Evolutionary theorists view depression as an adaptation to regulate relationships or resources, although it may be unwanted or disordered in modern environments. From this perspective, depression can be seen as "a species-wide evolved suite of emotional programmes that are mostly activated by a perception, almost always over-negative, of a major decline in personal usefulness, that can sometimes be linked to guilt, shame or perceived rejection." Like an ageing hunter in our foraging past, an alienated member of today's society may feel and act in ways that prompt support from friends and kin. Additionally, in a manner analogous to that in which physical pain has evolved to hinder actions that may cause further injury, "psychic misery" may have evolved to prevent hasty and maladaptive reactions to distressing situations. These insights may be helpful in counselling therapy.

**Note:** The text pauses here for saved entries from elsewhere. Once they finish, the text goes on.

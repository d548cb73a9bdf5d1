//! Pipelines end to end: errors, rebuilds, tagging and evaluation

#[path = "../common/mod.rs"]
mod common;

use common::*;
use depsgraph_core::features::node_registry::{ComponentKey, EvalCallback, EvalContext, OperationKey};
use depsgraph_core::features::scene_db::{AnimData, Base, EntityData, ViewLayer};
use depsgraph_core::{
    build_all_view_layers, BuildConfig, CompositorPipeline, Depsgraph, DepsgraphError, EntityId,
    Evaluator, FromIdsPipeline, NodeType, OpCode, PayloadProvider, Preset, Recalc, RenderPipeline,
    ViewLayerPipeline,
};
use pretty_assertions::assert_eq;
use std::sync::{Arc, Mutex};

/// Every operation gets a payload recording (entity, opcode) when run
#[derive(Default)]
struct Recorder {
    calls: Arc<Mutex<Vec<(EntityId, OpCode)>>>,
}

impl Recorder {
    fn take(&self) -> Vec<(EntityId, OpCode)> {
        std::mem::take(&mut *self.calls.lock().unwrap())
    }
}

impl PayloadProvider for Recorder {
    fn payload(
        &self,
        _entity: EntityId,
        _component: &ComponentKey,
        operation: &OperationKey,
    ) -> Option<EvalCallback> {
        let calls = self.calls.clone();
        let opcode = operation.opcode;
        Some(Arc::new(move |ctx: &EvalContext| {
            calls.lock().unwrap().push((ctx.entity, opcode));
        }))
    }
}

fn animate(fixture: &mut CubeScene) {
    let action = fixture.db.add_data("ACCubeAction", EntityData::Action);
    fixture.db.get_mut(fixture.cube).unwrap().anim_data = Some(AnimData {
        action: Some(action),
        ..Default::default()
    });
}

// ============================================================
// Sanity checks
// ============================================================

#[test]
fn test_root_errors_are_recoverable() {
    let fixture = cube_scene();
    let config = BuildConfig::default();

    let result = ViewLayerPipeline::new(&fixture.db, fixture.cube, VIEW_LAYER, &config).build();
    assert!(matches!(result, Err(DepsgraphError::NotAScene(id)) if id == fixture.cube));

    let result = ViewLayerPipeline::new(&fixture.db, fixture.scene, "Missing", &config).build();
    assert!(matches!(result, Err(DepsgraphError::ViewLayerNotFound { ref name, .. }) if name == "Missing"));

    let result =
        CompositorPipeline::new(&fixture.db, fixture.scene, VIEW_LAYER, fixture.scene, &config).build();
    assert!(matches!(result, Err(DepsgraphError::NotANodeTree(_))));
}

#[test]
fn test_invalid_config_rejected_before_building() {
    let fixture = cube_scene();
    let config = BuildConfig::default().memory_limit(Some(0));
    let result = ViewLayerPipeline::new(&fixture.db, fixture.scene, VIEW_LAYER, &config).build();
    assert!(matches!(result, Err(DepsgraphError::Config(_))));
}

#[test]
fn test_memory_limit_fails_build_and_keeps_need_update() {
    let fixture = cube_scene();
    let config = BuildConfig::default().memory_limit(Some(1));

    let result = ViewLayerPipeline::new(&fixture.db, fixture.scene, VIEW_LAYER, &config).build();
    assert!(matches!(result, Err(DepsgraphError::Allocation(_))));

    let mut depsgraph = Depsgraph::new(fixture.scene, VIEW_LAYER, &config);
    let result = ViewLayerPipeline::new(&fixture.db, fixture.scene, VIEW_LAYER, &config).build_into(&mut depsgraph);
    assert!(result.is_err());
    assert!(depsgraph.need_update());
}

#[test]
fn test_build_into_rejects_invalid_config() {
    let fixture = cube_scene();
    let config = BuildConfig::default();
    let mut depsgraph = ViewLayerPipeline::new(&fixture.db, fixture.scene, VIEW_LAYER, &config)
        .build()
        .unwrap();
    let operations = depsgraph.graph().operations().len();

    let invalid = BuildConfig::default().memory_limit(Some(0));
    let result = ViewLayerPipeline::new(&fixture.db, fixture.scene, VIEW_LAYER, &invalid).build_into(&mut depsgraph);
    assert!(matches!(result, Err(DepsgraphError::Config(_))));
    assert!(!depsgraph.need_update());
    assert_eq!(depsgraph.graph().operations().len(), operations);
}

#[test]
fn test_build_into_takes_over_scene() {
    let mut fixture = cube_scene();
    let other = scene_with_objects(&mut fixture.db, "SCOther", &[fixture.cube]);
    let config = BuildConfig::default();
    let mut depsgraph = ViewLayerPipeline::new(&fixture.db, fixture.scene, VIEW_LAYER, &config)
        .build()
        .unwrap();

    ViewLayerPipeline::new(&fixture.db, other, VIEW_LAYER, &config)
        .build_into(&mut depsgraph)
        .unwrap();

    assert_eq!(depsgraph.scene(), other);
    assert_eq!(depsgraph.view_layer(), VIEW_LAYER);
    assert_single_id_node(depsgraph.graph(), other);
    assert_no_id_node(depsgraph.graph(), fixture.scene);
}

// ============================================================
// Pipelines
// ============================================================

#[test]
fn test_view_layer_pipeline_builds_consistent_graph() {
    common::init_tracing();
    let fixture = cube_scene();
    let config = BuildConfig::preset(Preset::Debug);

    let depsgraph = ViewLayerPipeline::new(&fixture.db, fixture.scene, VIEW_LAYER, &config)
        .build()
        .unwrap();

    assert!(!depsgraph.need_update());
    assert_eq!(depsgraph.view_layer(), VIEW_LAYER);
    assert!(depsgraph.consistency_check().is_empty());
    assert_eq!(depsgraph.schedule().len(), depsgraph.graph().operations().len());
    for entity in [fixture.scene, fixture.cube, fixture.mesh, fixture.material, fixture.camera, fixture.lamp] {
        assert_single_id_node(depsgraph.graph(), entity);
    }
    assert_eq!(depsgraph.graph_stats().cyclic_relations, 0);
}

#[test]
fn test_render_pipeline_on_compositor_scene() {
    let fixture = compositor_scene();
    let config = BuildConfig::preset(Preset::Render);

    let depsgraph = RenderPipeline::new(&fixture.db, fixture.scene, VIEW_LAYER, &config)
        .build()
        .unwrap();

    let graph = depsgraph.graph();
    assert_single_id_node(graph, fixture.scene);
    assert_has_operation(graph, fixture.tree, NodeType::NTreeOutput, OpCode::NTreeOutput);
    let scene_evals = graph
        .operations()
        .iter()
        .filter(|op| op.key.opcode == OpCode::SceneEval)
        .count();
    assert_eq!(scene_evals, 1);
    assert_time_relation(graph, op(graph, fixture.scene, NodeType::Animation, OpCode::AnimationEntry));
}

There is ongoing debate about the extent to which depression and mental illness in general may be linked to creativity in arts. Philosopher John Stuart Mill experienced a several-months-long period of what he called "a dull state of nerves," when one is "unsusceptible to enjoyment or pleasurable excitement; one of those moods when what is pleasure at other times, becomes insipid or indifferent." He quoted Samuel Taylor Coleridge's "Dejection" as a perfect description of his case: "A grief without a pang, void, dark and drear, / A drowsy, stifled, unimpassioned grief, / Which finds no natural outlet or relief / In word, or sigh, or tear." English essayist and wit Samuel Johnson used the term "the black dog" in 1780s to describe his own depression. Subsequently popularized by depression sufferer former British Prime Minister Sir Winston Churchill, the term lives on in the Black Dog Institute, an Australian facility for research and education into mood disorders such as major depression and bipolar disorder.
Historical figures were often reluctant to discuss or seek treatment for depression due to social stigma about the condition, or due to ignorance of diagnosis or treatments. Nevertheless, analysis or interpretation of letters, journals, artwork, writings or statements of family and friends of some historical personalities has led to the presumption that they may have had some form of depression. People who may have had depression include the British writer Henry James and American president Abraham Lincoln. Some well-known contemporary people with possible depression include Canadian songwriter Leonard Cohen and American playwright and novelist Tennessee Williams. Even some pioneering psychologists, such as William James and John B. Watson, dealt with depression in their adulthoods.